● Data:
------------------------------------------------------------
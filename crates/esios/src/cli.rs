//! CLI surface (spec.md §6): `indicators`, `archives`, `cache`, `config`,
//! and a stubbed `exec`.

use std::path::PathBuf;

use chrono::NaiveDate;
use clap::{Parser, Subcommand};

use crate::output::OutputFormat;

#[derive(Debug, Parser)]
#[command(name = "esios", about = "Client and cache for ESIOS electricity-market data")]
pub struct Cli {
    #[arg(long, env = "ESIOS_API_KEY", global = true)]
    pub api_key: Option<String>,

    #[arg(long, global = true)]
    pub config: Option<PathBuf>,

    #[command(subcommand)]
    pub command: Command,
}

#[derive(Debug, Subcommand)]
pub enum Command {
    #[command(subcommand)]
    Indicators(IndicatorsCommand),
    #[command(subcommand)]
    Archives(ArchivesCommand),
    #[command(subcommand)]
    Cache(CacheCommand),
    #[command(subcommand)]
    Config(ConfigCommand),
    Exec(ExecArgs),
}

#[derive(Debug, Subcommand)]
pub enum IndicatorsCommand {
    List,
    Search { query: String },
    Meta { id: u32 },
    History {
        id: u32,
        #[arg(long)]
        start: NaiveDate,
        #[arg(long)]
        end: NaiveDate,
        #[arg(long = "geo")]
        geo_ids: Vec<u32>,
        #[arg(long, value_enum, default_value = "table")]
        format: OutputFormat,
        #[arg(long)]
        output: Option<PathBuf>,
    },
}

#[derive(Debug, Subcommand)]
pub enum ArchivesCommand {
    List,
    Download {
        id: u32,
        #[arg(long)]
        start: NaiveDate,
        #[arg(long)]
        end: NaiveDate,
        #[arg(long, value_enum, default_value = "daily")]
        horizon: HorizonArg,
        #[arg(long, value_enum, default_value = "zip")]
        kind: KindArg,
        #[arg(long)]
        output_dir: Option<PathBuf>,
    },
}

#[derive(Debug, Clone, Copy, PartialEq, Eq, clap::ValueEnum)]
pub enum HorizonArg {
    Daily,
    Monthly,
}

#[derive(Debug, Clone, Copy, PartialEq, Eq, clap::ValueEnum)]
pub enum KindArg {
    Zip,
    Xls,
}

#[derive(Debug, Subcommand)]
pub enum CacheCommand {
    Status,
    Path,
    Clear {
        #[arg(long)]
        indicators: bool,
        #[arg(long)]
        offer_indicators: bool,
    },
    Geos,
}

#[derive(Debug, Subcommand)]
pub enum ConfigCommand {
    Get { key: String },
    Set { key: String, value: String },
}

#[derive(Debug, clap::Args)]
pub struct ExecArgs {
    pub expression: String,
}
------------------------------------------------------------
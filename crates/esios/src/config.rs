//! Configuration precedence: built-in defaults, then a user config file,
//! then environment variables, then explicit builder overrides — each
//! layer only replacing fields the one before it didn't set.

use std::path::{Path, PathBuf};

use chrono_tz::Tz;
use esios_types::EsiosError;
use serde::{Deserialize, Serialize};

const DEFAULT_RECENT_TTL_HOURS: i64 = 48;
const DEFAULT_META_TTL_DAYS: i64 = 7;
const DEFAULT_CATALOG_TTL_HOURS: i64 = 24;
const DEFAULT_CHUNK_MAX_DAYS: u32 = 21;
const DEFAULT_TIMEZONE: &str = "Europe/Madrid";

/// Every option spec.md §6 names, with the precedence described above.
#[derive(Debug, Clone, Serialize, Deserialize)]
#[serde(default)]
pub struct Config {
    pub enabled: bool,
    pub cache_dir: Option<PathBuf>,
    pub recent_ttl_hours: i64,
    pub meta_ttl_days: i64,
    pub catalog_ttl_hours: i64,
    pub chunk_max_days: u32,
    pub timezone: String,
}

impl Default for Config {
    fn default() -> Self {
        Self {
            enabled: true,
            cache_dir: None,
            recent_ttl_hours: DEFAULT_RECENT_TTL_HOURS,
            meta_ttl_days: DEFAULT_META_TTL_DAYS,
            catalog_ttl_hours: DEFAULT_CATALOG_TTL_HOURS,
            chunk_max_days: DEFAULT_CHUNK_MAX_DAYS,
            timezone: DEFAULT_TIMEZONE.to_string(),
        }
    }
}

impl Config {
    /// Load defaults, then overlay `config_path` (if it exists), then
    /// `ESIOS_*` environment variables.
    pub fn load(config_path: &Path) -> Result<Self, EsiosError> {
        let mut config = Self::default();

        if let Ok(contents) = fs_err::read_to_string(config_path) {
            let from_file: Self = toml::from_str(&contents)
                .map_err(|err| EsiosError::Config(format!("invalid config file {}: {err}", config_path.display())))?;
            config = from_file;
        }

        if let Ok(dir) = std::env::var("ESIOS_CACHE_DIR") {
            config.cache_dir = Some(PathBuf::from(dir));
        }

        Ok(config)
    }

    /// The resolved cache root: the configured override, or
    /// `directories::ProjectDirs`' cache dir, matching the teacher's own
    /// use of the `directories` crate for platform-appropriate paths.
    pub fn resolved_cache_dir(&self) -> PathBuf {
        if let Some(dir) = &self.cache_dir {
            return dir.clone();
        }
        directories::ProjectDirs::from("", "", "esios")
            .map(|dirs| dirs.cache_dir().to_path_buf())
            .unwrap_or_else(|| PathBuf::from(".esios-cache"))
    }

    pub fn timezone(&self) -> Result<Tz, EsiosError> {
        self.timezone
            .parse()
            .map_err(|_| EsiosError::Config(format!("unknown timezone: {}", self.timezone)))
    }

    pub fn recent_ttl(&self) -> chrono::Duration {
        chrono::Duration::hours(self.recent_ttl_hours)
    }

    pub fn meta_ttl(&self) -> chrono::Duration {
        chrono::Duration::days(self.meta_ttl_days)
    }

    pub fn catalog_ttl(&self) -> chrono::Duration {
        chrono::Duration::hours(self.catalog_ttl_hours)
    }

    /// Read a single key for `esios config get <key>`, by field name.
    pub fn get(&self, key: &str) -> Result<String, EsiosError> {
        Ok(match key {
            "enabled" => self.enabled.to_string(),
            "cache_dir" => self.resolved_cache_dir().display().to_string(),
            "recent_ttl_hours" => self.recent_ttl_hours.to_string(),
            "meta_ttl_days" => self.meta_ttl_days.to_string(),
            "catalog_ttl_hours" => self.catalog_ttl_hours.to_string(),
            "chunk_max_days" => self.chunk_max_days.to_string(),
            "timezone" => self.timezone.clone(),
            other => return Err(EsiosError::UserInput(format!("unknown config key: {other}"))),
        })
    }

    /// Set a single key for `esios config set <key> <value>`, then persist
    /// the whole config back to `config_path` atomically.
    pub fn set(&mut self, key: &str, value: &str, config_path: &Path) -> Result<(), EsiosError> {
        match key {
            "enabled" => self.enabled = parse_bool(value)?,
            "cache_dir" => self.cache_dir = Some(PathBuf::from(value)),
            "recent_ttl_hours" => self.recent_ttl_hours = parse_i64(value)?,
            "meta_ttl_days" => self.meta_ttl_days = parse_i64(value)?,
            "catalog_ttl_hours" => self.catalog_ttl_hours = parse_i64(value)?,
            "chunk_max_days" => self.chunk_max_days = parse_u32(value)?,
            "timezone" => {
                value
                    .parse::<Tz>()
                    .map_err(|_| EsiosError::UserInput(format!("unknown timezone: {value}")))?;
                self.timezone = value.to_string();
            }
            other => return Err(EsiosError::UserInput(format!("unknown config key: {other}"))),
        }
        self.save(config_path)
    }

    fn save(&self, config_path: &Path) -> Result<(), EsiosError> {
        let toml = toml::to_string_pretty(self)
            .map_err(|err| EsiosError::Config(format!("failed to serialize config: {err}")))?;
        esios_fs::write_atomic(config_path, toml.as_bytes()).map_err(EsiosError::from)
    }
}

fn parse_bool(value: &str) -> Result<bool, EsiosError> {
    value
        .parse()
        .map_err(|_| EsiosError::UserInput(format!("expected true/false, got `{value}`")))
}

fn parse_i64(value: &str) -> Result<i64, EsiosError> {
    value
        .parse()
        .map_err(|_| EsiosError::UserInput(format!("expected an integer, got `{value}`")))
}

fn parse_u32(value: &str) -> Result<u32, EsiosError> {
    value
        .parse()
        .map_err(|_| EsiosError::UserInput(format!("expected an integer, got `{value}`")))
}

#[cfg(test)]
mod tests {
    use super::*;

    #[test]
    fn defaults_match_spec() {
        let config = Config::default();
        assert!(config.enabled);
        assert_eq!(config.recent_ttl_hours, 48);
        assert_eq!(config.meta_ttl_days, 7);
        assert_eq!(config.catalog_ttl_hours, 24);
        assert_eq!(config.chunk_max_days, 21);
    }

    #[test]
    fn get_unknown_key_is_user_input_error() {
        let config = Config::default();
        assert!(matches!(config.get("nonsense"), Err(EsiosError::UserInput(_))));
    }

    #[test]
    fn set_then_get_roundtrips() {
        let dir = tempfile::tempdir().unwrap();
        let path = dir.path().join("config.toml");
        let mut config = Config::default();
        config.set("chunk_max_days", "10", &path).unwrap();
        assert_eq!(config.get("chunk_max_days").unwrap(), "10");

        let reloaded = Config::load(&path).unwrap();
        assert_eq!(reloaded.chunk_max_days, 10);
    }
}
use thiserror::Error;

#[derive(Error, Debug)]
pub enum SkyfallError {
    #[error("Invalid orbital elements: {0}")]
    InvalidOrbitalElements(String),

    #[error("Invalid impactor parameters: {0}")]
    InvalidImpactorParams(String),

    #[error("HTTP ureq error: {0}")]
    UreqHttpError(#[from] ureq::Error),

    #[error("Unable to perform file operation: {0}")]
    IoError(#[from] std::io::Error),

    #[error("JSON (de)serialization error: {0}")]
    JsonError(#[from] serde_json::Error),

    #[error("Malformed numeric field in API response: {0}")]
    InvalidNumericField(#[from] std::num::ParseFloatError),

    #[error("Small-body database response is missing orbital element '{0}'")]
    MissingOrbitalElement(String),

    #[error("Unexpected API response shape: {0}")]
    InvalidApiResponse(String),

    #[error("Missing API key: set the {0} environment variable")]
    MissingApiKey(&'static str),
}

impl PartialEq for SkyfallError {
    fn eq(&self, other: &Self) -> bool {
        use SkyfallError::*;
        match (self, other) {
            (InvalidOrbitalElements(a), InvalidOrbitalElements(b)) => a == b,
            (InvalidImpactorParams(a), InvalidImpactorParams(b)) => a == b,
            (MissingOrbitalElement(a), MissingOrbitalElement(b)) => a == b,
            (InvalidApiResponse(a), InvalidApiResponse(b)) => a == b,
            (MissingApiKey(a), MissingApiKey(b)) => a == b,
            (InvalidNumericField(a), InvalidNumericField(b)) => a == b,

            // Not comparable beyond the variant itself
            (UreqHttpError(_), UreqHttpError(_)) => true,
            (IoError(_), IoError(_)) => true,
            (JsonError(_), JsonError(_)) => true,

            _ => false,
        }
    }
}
------------------------------------------------------------
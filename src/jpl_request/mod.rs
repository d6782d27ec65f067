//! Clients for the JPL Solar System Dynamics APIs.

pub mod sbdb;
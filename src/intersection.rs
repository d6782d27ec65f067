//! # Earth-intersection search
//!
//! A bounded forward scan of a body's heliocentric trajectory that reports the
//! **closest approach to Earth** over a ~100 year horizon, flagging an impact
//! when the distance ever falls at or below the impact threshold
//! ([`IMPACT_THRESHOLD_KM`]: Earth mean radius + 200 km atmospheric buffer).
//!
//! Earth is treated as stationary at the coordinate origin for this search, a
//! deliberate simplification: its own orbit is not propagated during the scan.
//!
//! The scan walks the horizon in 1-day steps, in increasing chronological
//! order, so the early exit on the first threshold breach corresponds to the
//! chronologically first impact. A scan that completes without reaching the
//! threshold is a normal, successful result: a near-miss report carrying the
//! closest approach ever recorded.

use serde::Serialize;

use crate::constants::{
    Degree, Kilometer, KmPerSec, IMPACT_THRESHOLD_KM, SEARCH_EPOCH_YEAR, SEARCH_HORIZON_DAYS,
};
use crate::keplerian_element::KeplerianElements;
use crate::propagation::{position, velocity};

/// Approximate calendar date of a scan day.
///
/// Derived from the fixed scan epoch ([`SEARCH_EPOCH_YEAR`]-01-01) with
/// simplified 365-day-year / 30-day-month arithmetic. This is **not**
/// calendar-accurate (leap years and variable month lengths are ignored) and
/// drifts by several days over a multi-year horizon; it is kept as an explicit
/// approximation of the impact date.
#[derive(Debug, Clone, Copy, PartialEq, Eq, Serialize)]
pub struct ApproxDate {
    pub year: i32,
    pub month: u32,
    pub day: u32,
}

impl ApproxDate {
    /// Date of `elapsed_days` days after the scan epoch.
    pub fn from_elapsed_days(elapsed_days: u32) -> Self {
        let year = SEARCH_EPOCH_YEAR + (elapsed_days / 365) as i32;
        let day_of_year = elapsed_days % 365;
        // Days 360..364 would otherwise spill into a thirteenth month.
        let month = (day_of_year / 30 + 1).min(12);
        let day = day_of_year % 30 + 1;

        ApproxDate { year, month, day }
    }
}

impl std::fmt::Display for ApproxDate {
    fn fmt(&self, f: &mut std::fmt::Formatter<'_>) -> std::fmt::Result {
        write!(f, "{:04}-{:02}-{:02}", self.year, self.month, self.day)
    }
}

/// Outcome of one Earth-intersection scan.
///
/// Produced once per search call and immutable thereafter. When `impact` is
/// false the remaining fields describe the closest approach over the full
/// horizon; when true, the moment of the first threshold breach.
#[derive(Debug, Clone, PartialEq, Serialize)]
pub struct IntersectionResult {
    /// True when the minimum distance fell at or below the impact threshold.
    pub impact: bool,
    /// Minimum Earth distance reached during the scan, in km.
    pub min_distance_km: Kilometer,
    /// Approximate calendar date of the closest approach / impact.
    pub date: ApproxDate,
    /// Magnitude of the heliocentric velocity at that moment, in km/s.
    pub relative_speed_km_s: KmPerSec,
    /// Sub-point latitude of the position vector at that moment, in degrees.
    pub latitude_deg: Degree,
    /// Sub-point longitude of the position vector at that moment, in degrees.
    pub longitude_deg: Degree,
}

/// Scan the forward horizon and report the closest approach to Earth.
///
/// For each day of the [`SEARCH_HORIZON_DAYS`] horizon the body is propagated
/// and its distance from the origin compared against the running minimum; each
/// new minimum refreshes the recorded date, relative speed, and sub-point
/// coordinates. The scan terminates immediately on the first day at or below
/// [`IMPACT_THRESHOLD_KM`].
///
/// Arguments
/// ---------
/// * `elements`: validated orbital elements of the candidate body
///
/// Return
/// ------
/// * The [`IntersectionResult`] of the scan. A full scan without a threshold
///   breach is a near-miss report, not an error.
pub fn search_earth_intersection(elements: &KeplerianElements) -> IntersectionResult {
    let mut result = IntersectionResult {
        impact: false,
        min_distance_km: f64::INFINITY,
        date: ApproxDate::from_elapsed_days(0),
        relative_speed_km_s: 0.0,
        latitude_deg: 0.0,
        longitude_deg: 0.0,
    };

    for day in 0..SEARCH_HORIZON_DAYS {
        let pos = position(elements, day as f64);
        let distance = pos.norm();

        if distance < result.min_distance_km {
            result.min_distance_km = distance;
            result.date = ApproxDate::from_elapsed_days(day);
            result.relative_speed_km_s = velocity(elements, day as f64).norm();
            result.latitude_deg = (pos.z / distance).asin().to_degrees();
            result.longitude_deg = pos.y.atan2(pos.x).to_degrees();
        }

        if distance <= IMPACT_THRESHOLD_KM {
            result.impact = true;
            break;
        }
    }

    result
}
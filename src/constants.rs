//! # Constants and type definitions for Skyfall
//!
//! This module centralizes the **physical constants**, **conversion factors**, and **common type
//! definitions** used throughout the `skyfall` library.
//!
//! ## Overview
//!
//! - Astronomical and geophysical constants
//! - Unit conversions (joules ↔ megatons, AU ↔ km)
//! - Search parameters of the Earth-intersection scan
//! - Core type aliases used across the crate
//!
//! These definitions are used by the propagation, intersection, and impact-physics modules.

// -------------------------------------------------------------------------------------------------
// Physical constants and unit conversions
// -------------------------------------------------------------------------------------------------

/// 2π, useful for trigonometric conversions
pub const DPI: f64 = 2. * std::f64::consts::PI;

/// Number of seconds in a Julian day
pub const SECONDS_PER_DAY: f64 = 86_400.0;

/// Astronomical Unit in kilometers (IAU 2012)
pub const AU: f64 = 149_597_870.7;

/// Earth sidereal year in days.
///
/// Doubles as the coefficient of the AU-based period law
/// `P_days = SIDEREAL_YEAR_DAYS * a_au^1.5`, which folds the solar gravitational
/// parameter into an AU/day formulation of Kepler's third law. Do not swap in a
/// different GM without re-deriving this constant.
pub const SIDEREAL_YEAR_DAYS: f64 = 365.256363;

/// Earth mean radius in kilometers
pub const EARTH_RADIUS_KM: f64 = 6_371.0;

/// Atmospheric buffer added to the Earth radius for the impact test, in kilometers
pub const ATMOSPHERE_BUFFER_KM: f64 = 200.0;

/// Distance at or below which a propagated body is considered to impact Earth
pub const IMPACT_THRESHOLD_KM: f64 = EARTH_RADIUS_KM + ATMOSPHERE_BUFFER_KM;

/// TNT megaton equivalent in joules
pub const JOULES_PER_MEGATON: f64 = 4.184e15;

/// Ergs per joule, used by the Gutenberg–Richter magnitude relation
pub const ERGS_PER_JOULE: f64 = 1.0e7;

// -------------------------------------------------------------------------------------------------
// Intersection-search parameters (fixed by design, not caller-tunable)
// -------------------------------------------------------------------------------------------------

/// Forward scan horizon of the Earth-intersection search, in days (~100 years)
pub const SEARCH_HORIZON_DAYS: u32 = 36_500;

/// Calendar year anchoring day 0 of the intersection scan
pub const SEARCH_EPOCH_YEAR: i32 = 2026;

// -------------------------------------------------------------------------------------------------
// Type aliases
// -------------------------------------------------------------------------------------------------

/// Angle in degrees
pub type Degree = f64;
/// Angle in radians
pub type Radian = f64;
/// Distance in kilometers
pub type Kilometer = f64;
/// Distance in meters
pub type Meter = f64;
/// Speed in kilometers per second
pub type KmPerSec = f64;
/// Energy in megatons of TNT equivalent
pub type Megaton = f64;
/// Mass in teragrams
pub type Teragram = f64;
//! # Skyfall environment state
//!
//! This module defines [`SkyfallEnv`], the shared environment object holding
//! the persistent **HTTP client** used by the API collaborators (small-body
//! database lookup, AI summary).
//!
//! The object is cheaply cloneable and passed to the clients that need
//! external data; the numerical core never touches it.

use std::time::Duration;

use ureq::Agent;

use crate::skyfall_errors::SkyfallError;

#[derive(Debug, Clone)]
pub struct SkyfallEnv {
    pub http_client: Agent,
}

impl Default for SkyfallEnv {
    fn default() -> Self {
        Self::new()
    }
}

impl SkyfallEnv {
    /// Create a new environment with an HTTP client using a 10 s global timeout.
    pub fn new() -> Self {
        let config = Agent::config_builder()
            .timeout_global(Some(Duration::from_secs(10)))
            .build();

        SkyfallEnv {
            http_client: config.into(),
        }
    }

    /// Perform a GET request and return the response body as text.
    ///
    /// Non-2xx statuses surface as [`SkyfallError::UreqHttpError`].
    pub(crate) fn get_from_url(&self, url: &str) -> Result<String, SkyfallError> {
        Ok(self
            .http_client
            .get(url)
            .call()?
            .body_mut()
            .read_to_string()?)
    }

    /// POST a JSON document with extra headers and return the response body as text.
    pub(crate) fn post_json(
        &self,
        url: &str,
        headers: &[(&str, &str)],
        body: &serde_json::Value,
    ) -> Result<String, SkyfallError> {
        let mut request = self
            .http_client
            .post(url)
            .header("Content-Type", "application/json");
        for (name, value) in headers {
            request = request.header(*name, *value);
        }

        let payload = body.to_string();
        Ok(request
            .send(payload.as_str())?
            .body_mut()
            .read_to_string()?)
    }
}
------------------------------------------------------------
● What to produce: Every line of the listing above that includes "ProjectDirs" should be copied out.

● Answer box:
    /// `directories::ProjectDirs`' cache dir, matching the teacher's own
        directories::ProjectDirs::from("", "", "esios")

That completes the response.